In 2019, 48 law enforcement officers died in line-of-duty injuries from "felonious incidents" while 41 died in accidents. Of the 48 deaths in felonious incidents, 15 were connected to "investigative/enforcement activities" (including traffic stops, investigations, and encounters with fugitives); 9 deaths were connected to "tactical situations" (such as barricade/hostage situations or service of search or arrest warrants); 5 officers died in unprovoked attacks; 4 officers died while responding to reports of crimes in progress; 3 officers died while in a car pursuits; 3 officers died while trying to make an arrest. Of the 41 accidental deaths, 19 died in motor vehicle crashes, 16 were pedestrians struck by vehicles; 3 died in "firearm-related incidents"; and 2 officers drowned.

More than 90% of homicides of U.S. law enforcement officers are caused by gunshot. For example, in 2019, 44 of the 49 officers feloniously killed were killed by firearms. A 2015 study published in the American Journal of Public Health, analyzing FBI data from 1996 to 2010, studied the link between firearm prevalence (measured by the mean household firearm ownership) and homicides of police officers using a Poisson regression. The study concluded that, when controlling for other variables, law enforcement homicide rates "were 3 times higher in states with high firearm ownership compared with states with low firearm ownership."
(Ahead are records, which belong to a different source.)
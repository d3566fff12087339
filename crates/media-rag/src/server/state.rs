//! Application state for the chat server

use parking_lot::RwLock;
use std::sync::Arc;

use crate::config::RagConfig;
use crate::engine::ChatEngine;
use crate::error::{Error, Result};
use crate::ingestion::{FfmpegToolkit, FileParser, VideoDecomposer, WhisperRecognizer};
use crate::providers::{LlmProvider, OllamaProvider};
use crate::retrieval::KeywordRetriever;
use crate::session::SharedSession;
use crate::storage::ProcessedLog;

/// Shared application state
#[derive(Clone)]
pub struct AppState {
    inner: Arc<AppStateInner>,
}

struct AppStateInner {
    /// Configuration
    config: RagConfig,
    /// Turn pipeline and the session it owns
    engine: ChatEngine,
    /// Ready state
    ready: RwLock<bool>,
}

impl AppState {
    /// Wire the Ollama providers, media toolkit, speech recognizer and
    /// processed-data log into a chat engine
    pub async fn new(config: RagConfig) -> Result<Self> {
        tracing::info!("Initializing application state...");

        let (llm, vision) = OllamaProvider::new(&config.llm)?.split();
        tracing::info!(
            "Ollama providers initialized (chat: {}, vision: {})",
            config.llm.generate_model,
            config.llm.vision_model
        );

        let speech = WhisperRecognizer::new(&config.speech)
            .map_err(|e| Error::Config(format!("Speech recognizer: {}", e)))?;
        tracing::info!("Speech recognizer initialized ({})", config.speech.endpoint);

        let toolkit = FfmpegToolkit::new(&config.video);
        let video = VideoDecomposer::new(
            &config.video,
            Arc::new(toolkit),
            Arc::new(speech),
            Arc::new(vision),
        );

        let processed_log = config
            .storage
            .processed_log_path
            .as_ref()
            .map(|path| Arc::new(ProcessedLog::new(path)));
        match &processed_log {
            Some(log) => tracing::info!("Processed-data log: {}", log.path().display()),
            None => tracing::info!("Processed-data log disabled"),
        }

        let engine = ChatEngine::new(
            Arc::new(llm),
            FileParser::new(Arc::new(video)),
            KeywordRetriever::new(config.retrieval.top_k),
            SharedSession::new(config.conversation.history_capacity),
            processed_log,
        );

        let state = Self {
            inner: Arc::new(AppStateInner {
                config,
                engine,
                ready: RwLock::new(false),
            }),
        };

        state.set_ready(true);
        tracing::info!("Application state ready");

        Ok(state)
    }

    /// Get configuration
    pub fn config(&self) -> &RagConfig {
        &self.inner.config
    }

    /// Get the chat engine
    pub fn engine(&self) -> &ChatEngine {
        &self.inner.engine
    }

    /// Get the generation provider
    pub fn llm(&self) -> &Arc<dyn LlmProvider> {
        self.inner.engine.llm()
    }

    /// Check if ready
    pub fn is_ready(&self) -> bool {
        *self.inner.ready.read()
    }

    /// Set ready state
    pub fn set_ready(&self, ready: bool) {
        *self.inner.ready.write() = ready;
    }
}
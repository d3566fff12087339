//! Streaming dispatcher: relays backend fragments and updates session state

use futures::stream::BoxStream;
use futures_util::StreamExt;
use std::sync::Arc;

use crate::providers::LlmProvider;
use crate::session::{Role, SharedSession};
use crate::types::PromptPayload;

/// Caller-visible text fragments for one turn
pub type ResponseStream = BoxStream<'static, String>;

/// Sends the assembled payload and forwards fragments as they arrive.
///
/// The forwarded stream and the accumulated reply advance together. Once the
/// backend closes the stream the reply becomes the `Bot:` line and, for image
/// turns, the cached visual context. A backend failure yields one diagnostic
/// fragment which is also recorded as the `Bot:` line.
#[derive(Clone)]
pub struct StreamingDispatcher {
    llm: Arc<dyn LlmProvider>,
    session: SharedSession,
}

impl StreamingDispatcher {
    pub fn new(llm: Arc<dyn LlmProvider>, session: SharedSession) -> Self {
        Self { llm, session }
    }

    pub fn dispatch(&self, payload: PromptPayload) -> ResponseStream {
        let llm = Arc::clone(&self.llm);
        let session = self.session.clone();
        let had_image = payload.has_image();

        Box::pin(async_stream::stream! {
            let mut reply = String::new();

            let failure = match llm.generate_stream(payload).await {
                Ok(mut fragments) => {
                    let mut failure = None;
                    while let Some(item) = fragments.next().await {
                        match item {
                            Ok(fragment) => {
                                reply.push_str(&fragment);
                                yield fragment;
                            }
                            Err(e) => {
                                failure = Some(e);
                                break;
                            }
                        }
                    }
                    failure
                }
                Err(e) => Some(e),
            };

            match failure {
                None => {
                    tracing::debug!("Stream completed ({} chars)", reply.len());
                    session.complete_turn(&reply, had_image);
                }
                Some(e) => {
                    tracing::error!("Generation via {} failed: {}", llm.name(), e);
                    let message = e.diagnostic();
                    session.record_turn(Role::Bot, &message);
                    yield message;
                }
            }
        })
    }
}

#[cfg(test)]
mod tests {
    use super::*;
    use crate::testing::FakeLlm;

    fn payload(image: Option<&str>) -> PromptPayload {
        PromptPayload::streaming("llava:7b", "prompt", image.map(str::to_string))
    }

    #[tokio::test]
    async fn test_fragments_forwarded_in_order() {
        let session = SharedSession::new(3);
        let dispatcher =
            StreamingDispatcher::new(Arc::new(FakeLlm::replying(&["Hel", "lo"])), session.clone());

        let received: Vec<String> = dispatcher.dispatch(payload(None)).collect().await;
        assert_eq!(received, vec!["Hel", "lo"]);

        let (history, visual) = session.context_snapshot();
        assert_eq!(history, "Bot: Hello");
        assert_eq!(visual, None);
    }

    #[tokio::test]
    async fn test_image_turn_overwrites_visual_context() {
        let session = SharedSession::new(3);
        session.with_conversation(|c| c.set_visual_context("old summary".to_string()));

        let dispatcher = StreamingDispatcher::new(
            Arc::new(FakeLlm::replying(&["A blue ", "bottle."])),
            session.clone(),
        );
        let _: Vec<String> = dispatcher.dispatch(payload(Some("aW1n"))).collect().await;

        let (_, visual) = session.context_snapshot();
        assert_eq!(visual.as_deref(), Some("A blue bottle."));
    }

    #[tokio::test]
    async fn test_text_turn_leaves_visual_context() {
        let session = SharedSession::new(3);
        session.with_conversation(|c| c.set_visual_context("old summary".to_string()));

        let dispatcher =
            StreamingDispatcher::new(Arc::new(FakeLlm::replying(&["sure"])), session.clone());
        let _: Vec<String> = dispatcher.dispatch(payload(None)).collect().await;

        let (history, visual) = session.context_snapshot();
        assert_eq!(history, "Bot: sure");
        assert_eq!(visual.as_deref(), Some("old summary"));
    }

    #[tokio::test]
    async fn test_connection_failure_yields_single_diagnostic() {
        let session = SharedSession::new(3);
        let dispatcher =
            StreamingDispatcher::new(Arc::new(FakeLlm::unreachable()), session.clone());

        let received: Vec<String> = dispatcher.dispatch(payload(Some("aW1n"))).collect().await;
        assert_eq!(received.len(), 1);
        assert!(received[0].starts_with("Error: "));

        let (history, visual) = session.context_snapshot();
        assert_eq!(history, format!("Bot: {}", received[0]));
        assert_eq!(visual, None);
    }

    #[tokio::test]
    async fn test_mid_stream_failure_replaces_remaining_content() {
        let session = SharedSession::new(3);
        let dispatcher = StreamingDispatcher::new(
            Arc::new(FakeLlm::failing_after(&["partial "])),
            session.clone(),
        );

        let received: Vec<String> = dispatcher.dispatch(payload(None)).collect().await;
        assert_eq!(received.len(), 2);
        assert_eq!(received[0], "partial ");
        assert!(received[1].starts_with("Error: "));

        let (history, _) = session.context_snapshot();
        assert_eq!(history, format!("Bot: {}", received[1]));
    }
}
A 2018 white paper, commissioned by the Ruderman Family Foundation, found that U.S. police officers and U.S. firefighters were more likely to die by suicide than in the line of duty. Both police and firefighters have considerably higher rates of suicide when compared to the population at large. Citing prior studies, the white paper connected elevated suicide rates among police and firefighters to "critical incidents" (traumatic events) experienced in the line of duty, leading to higher rates of post-traumatic stress and depression. The white paper called for de-stigmatization of mental health concerns among first responders (stating that "shame and stigma are arguably the strongest barriers that stand between first responders and mental health services") and more suicide prevention initiatives for first responders.

United Kingdom

Police line-of-duty deaths are far less common in Britain than in the United States. From 1900 to 2014, 249 British police officers died in the line of duty; adjusting for number of police officers, U.S. police line-of-duty deaths are 10 times higher than British police line-of-duty deaths.

A comparison of police deaths in New York City and Greater London from 1900 through 1999 found that "both intentional and unintentional occupational police mortality rates were significantly greater in New York compared to London"; the study officers identified "socioeconomic, cultural, and occupational factors" (including the widespread prevalence of firearms in the U.S.) as the likely factors explaining the discrepancy.